The people, united, will never be defeated. Resist! Persist! Fight this aberration everyday!

Alex Kaye, Eugene


Remember the last president the Great Obstructionist Party gave us? Among his many other egregious acts, he starts a war on phony premises that leads to the establishment of a possibly never-ending war in the Middle East.

Most people thought he was the worst president this county’s ever had!

Well, now the GOP has outdone itself. Now they’ve given us Donald Trump. An extremely narcissistic, childish, bloviating buffoon that has trouble telling the truth, and brings along with him fascist-leaning bigots and racists who declare that the media is our enemy because they don’t go along with his fabrications.

He’s a self-fulfilling prophesy: He has to “protect the country” by escalating the negative image of the U.S. among Muslim countries!

Well, if he’s so bad, how come so many people voted for him?

Really? Do you mean, “How could so many people be dumb enough to believe his nonsense”?

The answer to that is simple: Just get in your car and head out onto the highway. See many people obeying the speed limit? Many checking their cell phones while exceeding that limit? And how about all those following you so closely that there’s no way they could avoid smashing into you should something untoward occur to make you stop suddenly?

If these people don’t have enough common sense to drive as if their own lives depended on it, do you really think they’re going to have enough sense to see through his bluster?

But maybe there’s a silver lining to this disaster. This man and his cohorts have so enraged the majority of empathetic and honorable people, we hopefully have a real chance to swing the greatest country in the world back onto its righteous path.

John DeLeau, Springfield


I was a little late picking up my copy of Eugene Weekly this week. After reading your Letters section, I had to wonder if Karl Stout was a little late in sending his letter regarding field burning (Feb. 23).

Historically, agricultural field burning in and around the Willamette Valley was done in the late summer directly following in the harvest of the ryegrass or other seed crop. I say historically because this type of burning has not been allowed for some years.

I also am wondering what smoke Mr. Stout has been inhaling, as at this time with our extremely typical Oregon rainfall I doubt you could even light up any organic matter which had been resting on the ground for more than 15 minutes.

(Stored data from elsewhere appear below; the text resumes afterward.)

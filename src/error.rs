//! Error handling for the ATS analyzer

use thiserror::Error;

#[derive(Error, Debug)]
pub enum AtsError {
    #[error("IO error: {0}")]
    Io(#[from] std::io::Error),

    #[error("Configuration error: {0}")]
    Configuration(String),

    #[error("File format not supported: {0}")]
    UnsupportedFormat(String),

    #[error("Serialization error: {0}")]
    Serialization(#[from] serde_json::Error),

    #[error("Invalid input: {0}")]
    InvalidInput(String),

    #[error("Processing error: {0}")]
    Processing(String),

    #[error("Output formatting error: {0}")]
    OutputFormatting(String),
}

pub type Result<T> = std::result::Result<T, AtsError>;

/// Convert anyhow errors to our custom error type
impl From<anyhow::Error> for AtsError {
    fn from(err: anyhow::Error) -> Self {
        AtsError::Processing(err.to_string())
    }
}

 I believe Mr. Stout needs to investigate further the source of the poor air he is breathing, as at this time the farmers grass (as in ryegrass) fields are quite green.

Susan Roemhildt, Dexter


If you were one of the thousands of people who marched against the bigotry of the Trump administration during the Women’s March, please speak out against the assault on public education that has culminated in the confirmation of the highly unqualified Betsy DeVos as Secretary of Education.

There has been a war quietly taking place against public education for decades. Those in power began wresting control from local communities using arbitrary scores from standardized testing as their excuse to privatize our national education system. If a majority of students do not pass these standardized tests, public schools can be taken over and run by the private sector. Why?  

Follow the money. Betsy DeVos and her entrepreneurial pals who lobby for voucher systems to create their own private schools have hijacked funding that should go to improving our public schools. In fact, public schools have been starved of resources in order to justify mass privatization.

Notice the packed classrooms and the essential classes such as music, art, theater, physical education, woodworking and auto-shop that have been cut. Look at the teachers being directed to focus on high-stakes standardized testing preparation rather than focusing on meaningful formative and summative performance-based assessments.  

The millions of dollars spent on high-stakes standardized testing and voucher systems should be used for reducing class sizes and providing meaningful educational opportunities. We the people must demand that our local, state, and federal representatives stop the assault on schools and protect the cornerstone of our democracy, public education.